Saved data entries:

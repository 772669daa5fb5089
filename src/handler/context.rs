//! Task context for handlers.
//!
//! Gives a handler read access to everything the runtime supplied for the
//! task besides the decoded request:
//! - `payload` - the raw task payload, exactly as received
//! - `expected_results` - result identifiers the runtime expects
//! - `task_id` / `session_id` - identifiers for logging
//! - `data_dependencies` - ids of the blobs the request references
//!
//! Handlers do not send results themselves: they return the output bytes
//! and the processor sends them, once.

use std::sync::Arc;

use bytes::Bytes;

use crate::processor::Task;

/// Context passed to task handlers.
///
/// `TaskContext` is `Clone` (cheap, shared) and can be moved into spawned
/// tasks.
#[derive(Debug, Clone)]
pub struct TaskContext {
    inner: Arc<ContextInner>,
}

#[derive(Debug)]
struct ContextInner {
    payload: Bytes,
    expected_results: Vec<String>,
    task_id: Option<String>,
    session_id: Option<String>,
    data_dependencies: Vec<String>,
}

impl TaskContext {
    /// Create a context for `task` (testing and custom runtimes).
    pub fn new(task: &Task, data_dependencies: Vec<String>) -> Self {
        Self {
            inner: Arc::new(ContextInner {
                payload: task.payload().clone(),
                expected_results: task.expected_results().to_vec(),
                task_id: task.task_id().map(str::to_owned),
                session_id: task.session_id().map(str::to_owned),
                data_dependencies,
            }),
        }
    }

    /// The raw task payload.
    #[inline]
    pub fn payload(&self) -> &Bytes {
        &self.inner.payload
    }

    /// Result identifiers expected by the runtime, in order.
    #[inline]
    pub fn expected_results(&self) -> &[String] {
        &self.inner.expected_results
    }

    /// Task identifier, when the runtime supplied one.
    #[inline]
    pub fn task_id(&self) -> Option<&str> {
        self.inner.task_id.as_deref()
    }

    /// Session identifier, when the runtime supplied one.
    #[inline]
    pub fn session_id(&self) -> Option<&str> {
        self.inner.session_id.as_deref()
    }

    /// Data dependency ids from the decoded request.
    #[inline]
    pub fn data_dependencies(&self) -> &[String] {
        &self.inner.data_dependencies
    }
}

* [EXERCISE REQUIREMENTS] Only an exact copy of the entries above will do.

* [SOLUTION TO THE PROBLEM]
repository 772669daa5fb5089
filename src/handler/context.rs
//! Task context for handlers.
//!
//! Gives a handler read access to everything the runtime supplied for the
//! task besides the decoded request:
//! - `payload` - the raw task payload, exactly as received
//! - `expected_results` - result identifiers the runtime expects
//! - `task_id` / `session_id` - identifiers for logging
//! - `data_dependencies` - ids of the blobs the request references
//!
//! Handlers do not send results themselves: they return the output bytes
//! and the processor sends them, once.

use std::sync::Arc;

use bytes::Bytes;

use crate::processor::Task;

/// Context passed to task handlers.
///
/// `TaskContext` is `Clone` (cheap, shared) and can be moved into spawned
/// tasks.
#[derive(Debug, Clone)]
pub struct TaskContext {
    inner: Arc<ContextInner>,
}

#[derive(Debug)]
struct ContextInner {
    payload: Bytes,
    expected_results: Vec<String>,
    task_id: Option<String>,
    session_id: Option<String>,
    data_dependencies: Vec<String>,
}

impl TaskContext {
    /// Create a context for `task` (testing and custom runtimes).
    pub fn new(task: &Task, data_dependencies: Vec<String>) -> Self {
        Self {
            inner: Arc::new(ContextInner {
                payload: task.payload().clone(),
                expected_results: task.expected_results().to_vec(),
                task_id: task.task_id().map(str::to_owned),
                session_id: task.session_id().map(str::to_owned),
                data_dependencies,
            }),
        }
    }

    /// The raw task payload.
    #[inline]
    pub fn payload(&self) -> &Bytes {
        &self.inner.payload
    }

    /// Result identifiers expected by the runtime, in order.
    #[inline]
    pub fn expected_results(&self) -> &[String] {
        &self.inner.expected_results
    }

    /// Task identifier, when the runtime supplied one.
    #[inline]
    pub fn task_id(&self) -> Option<&str> {
        self.inner.task_id.as_deref()
    }

    /// Session identifier, when the runtime supplied one.
    #[inline]
    pub fn session_id(&self) -> Option<&str> {
        self.inner.session_id.as_deref()
    }

    /// Data dependency ids from the decoded request.
    #[inline]
    pub fn data_dependencies(&self) -> &[String] {
        &self.inner.data_dependencies
    }
}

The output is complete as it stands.